● **Work to be completed**: Only a number is wanted here: the count of lines in the entries below that include the word "struct".

● **Recorded information**:
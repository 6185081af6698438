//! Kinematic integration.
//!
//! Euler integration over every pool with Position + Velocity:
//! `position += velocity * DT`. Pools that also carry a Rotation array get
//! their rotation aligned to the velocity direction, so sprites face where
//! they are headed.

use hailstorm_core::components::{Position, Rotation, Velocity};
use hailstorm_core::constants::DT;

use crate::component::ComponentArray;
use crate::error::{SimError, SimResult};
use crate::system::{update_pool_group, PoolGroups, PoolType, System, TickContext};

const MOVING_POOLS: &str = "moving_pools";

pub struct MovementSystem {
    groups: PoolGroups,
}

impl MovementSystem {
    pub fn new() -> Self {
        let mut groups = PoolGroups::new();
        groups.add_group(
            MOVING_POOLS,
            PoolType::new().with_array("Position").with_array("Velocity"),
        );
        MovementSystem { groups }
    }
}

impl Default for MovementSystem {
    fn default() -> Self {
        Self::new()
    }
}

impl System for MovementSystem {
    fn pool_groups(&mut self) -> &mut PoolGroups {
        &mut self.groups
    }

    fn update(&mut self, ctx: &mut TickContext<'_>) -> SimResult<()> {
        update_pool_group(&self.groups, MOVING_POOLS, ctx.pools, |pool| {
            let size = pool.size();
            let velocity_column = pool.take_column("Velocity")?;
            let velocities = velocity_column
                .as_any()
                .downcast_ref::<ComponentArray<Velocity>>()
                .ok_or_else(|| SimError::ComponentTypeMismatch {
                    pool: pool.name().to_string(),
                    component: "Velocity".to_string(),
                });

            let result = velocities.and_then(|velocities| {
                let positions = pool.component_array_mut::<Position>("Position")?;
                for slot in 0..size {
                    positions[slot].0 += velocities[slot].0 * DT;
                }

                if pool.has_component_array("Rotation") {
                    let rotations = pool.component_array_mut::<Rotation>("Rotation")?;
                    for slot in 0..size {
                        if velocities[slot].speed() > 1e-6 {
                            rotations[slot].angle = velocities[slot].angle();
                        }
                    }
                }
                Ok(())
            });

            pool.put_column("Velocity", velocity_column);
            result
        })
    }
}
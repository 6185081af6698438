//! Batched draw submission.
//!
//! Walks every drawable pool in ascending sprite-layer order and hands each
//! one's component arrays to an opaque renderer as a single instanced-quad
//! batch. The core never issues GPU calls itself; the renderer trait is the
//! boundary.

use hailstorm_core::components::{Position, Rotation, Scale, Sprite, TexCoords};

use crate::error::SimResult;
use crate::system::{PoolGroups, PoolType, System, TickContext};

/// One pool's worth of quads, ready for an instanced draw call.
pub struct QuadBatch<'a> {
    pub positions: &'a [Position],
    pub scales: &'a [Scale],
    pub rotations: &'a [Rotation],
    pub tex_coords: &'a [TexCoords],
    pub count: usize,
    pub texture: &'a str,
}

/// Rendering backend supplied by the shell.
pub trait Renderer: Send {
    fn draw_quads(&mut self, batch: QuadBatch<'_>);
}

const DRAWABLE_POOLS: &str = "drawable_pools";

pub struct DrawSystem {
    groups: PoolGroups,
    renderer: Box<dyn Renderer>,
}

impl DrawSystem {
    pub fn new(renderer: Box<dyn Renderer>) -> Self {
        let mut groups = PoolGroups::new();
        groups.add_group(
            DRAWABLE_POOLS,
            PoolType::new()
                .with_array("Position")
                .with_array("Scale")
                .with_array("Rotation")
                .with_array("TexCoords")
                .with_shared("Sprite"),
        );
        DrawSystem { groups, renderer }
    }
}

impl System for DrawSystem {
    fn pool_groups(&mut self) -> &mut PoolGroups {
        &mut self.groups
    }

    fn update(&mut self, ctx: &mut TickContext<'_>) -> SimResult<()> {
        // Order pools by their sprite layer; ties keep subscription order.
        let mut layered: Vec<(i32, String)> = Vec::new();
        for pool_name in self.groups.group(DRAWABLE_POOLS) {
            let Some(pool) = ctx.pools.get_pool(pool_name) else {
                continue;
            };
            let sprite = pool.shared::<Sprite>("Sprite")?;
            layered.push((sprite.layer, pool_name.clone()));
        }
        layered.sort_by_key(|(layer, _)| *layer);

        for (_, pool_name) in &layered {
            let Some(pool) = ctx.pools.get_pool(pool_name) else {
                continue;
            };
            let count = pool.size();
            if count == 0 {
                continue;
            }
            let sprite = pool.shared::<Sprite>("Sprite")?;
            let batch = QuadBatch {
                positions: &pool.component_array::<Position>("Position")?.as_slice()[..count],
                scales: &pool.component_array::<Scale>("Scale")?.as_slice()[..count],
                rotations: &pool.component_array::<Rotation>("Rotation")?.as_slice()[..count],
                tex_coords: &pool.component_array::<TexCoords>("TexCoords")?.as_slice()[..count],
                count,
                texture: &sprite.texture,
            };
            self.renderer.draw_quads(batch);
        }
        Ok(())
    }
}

● **Answer to this task**: 3